Input records section start

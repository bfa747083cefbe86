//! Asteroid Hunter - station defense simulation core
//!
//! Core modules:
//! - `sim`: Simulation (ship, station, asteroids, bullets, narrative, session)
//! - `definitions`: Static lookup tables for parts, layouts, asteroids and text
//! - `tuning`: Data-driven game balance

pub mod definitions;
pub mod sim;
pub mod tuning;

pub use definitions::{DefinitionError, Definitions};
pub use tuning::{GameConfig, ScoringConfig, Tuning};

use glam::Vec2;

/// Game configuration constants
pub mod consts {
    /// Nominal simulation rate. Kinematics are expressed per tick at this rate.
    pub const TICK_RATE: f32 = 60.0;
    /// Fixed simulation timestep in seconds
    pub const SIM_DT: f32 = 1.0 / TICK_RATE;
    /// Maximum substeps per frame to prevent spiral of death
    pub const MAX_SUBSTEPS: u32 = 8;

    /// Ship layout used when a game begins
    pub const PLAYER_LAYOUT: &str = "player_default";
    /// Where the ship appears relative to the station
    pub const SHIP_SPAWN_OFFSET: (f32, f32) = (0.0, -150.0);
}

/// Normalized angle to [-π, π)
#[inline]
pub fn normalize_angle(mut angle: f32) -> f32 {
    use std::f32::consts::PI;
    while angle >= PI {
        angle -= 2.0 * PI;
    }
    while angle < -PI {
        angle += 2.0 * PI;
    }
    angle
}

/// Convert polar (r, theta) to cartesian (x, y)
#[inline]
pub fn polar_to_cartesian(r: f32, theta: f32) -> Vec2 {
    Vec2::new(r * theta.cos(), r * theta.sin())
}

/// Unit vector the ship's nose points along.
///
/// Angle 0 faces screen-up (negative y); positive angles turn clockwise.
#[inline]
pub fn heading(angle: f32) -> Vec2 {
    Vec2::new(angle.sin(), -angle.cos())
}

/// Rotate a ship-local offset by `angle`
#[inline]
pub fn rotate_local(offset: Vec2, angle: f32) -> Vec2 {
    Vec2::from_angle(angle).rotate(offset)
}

Input records section end

Exercise description: What lines in the records contain the word "asteroids"? Return each one.

Your solution:
//! - `sim`: Simulation (ship, station, asteroids, bullets, narrative, session)
//! - `definitions`: Static lookup tables for parts, layouts, asteroids and text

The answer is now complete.